===== INPUT FOR THIS TASK =====

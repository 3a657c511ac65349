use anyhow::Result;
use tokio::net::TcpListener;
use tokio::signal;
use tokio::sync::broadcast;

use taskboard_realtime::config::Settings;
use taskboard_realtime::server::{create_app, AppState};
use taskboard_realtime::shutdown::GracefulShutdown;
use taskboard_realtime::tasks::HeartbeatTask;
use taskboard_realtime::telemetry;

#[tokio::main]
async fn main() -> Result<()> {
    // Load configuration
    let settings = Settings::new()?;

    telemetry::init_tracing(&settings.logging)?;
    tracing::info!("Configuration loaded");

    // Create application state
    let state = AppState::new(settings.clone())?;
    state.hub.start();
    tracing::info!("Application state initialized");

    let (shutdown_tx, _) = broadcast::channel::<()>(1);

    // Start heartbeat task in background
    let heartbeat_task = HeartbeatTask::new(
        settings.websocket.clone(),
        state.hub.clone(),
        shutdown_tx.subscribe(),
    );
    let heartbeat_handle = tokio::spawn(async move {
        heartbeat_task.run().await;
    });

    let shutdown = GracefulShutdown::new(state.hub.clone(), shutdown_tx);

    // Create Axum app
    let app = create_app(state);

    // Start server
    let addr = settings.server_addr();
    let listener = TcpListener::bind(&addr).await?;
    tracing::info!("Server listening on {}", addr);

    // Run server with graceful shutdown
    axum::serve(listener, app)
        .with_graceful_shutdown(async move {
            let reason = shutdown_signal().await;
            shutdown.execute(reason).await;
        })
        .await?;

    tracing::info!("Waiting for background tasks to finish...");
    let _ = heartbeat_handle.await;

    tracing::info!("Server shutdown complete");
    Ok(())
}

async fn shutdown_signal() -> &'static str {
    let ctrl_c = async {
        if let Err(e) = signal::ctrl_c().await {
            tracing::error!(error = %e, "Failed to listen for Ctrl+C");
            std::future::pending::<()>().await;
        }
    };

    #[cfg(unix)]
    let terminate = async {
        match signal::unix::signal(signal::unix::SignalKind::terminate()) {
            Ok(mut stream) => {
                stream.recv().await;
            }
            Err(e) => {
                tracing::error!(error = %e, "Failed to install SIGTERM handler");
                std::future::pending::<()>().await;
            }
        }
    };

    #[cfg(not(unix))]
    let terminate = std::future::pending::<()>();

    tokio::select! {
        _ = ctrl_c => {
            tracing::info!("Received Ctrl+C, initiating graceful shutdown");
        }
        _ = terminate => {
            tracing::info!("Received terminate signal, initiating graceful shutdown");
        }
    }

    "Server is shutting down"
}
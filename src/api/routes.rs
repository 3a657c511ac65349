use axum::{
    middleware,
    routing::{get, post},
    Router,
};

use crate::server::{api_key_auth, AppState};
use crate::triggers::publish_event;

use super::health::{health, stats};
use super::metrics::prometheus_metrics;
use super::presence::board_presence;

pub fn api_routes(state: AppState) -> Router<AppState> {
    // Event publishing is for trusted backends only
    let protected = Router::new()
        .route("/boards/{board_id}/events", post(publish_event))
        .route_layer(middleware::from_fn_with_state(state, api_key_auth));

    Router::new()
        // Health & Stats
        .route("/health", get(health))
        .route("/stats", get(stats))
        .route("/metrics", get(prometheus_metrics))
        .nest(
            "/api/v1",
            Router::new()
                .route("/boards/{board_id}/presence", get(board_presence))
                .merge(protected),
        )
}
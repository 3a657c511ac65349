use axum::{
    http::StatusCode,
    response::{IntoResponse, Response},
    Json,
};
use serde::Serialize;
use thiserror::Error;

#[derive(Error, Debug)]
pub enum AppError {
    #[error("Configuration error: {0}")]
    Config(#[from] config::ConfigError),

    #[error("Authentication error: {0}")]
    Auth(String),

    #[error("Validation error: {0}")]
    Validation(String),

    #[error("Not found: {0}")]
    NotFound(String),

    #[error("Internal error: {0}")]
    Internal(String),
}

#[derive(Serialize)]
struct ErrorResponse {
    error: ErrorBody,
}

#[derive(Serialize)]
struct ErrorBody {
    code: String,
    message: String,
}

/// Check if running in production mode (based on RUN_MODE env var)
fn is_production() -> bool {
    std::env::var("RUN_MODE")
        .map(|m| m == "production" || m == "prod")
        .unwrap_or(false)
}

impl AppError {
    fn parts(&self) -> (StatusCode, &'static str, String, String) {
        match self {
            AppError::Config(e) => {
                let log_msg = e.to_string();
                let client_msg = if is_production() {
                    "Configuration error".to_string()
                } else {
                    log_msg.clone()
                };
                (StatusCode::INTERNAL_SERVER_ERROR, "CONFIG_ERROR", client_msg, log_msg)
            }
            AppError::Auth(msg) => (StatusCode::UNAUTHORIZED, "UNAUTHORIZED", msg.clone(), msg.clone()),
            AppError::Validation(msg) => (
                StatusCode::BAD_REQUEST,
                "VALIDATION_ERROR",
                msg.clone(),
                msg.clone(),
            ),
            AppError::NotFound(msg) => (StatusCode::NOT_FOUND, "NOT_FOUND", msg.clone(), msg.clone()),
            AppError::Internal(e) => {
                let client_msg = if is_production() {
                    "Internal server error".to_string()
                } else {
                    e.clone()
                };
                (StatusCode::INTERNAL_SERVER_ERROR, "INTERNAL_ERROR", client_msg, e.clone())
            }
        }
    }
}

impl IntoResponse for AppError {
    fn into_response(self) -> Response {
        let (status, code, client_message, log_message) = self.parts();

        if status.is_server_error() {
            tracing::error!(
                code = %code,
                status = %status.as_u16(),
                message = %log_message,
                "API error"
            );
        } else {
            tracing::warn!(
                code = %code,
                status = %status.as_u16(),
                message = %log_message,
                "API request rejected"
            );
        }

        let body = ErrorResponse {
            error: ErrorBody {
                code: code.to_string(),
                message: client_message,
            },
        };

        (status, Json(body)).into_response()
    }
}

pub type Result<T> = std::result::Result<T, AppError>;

=====

EXERCISE OBJECTIVE
Out of the entries above, write out only the lines between the line holding "for background tasks" and the line holding "if let Err(e)", inclusive, each exactly as given.

EXERCISE ANSWER
    tracing::info!("Waiting for background tasks to finish...");
    let _ = heartbeat_handle.await;

    tracing::info!("Server shutdown complete");
    Ok(())
}

async fn shutdown_signal() -> &'static str {
    let ctrl_c = async {
        if let Err(e) = signal::ctrl_c().await {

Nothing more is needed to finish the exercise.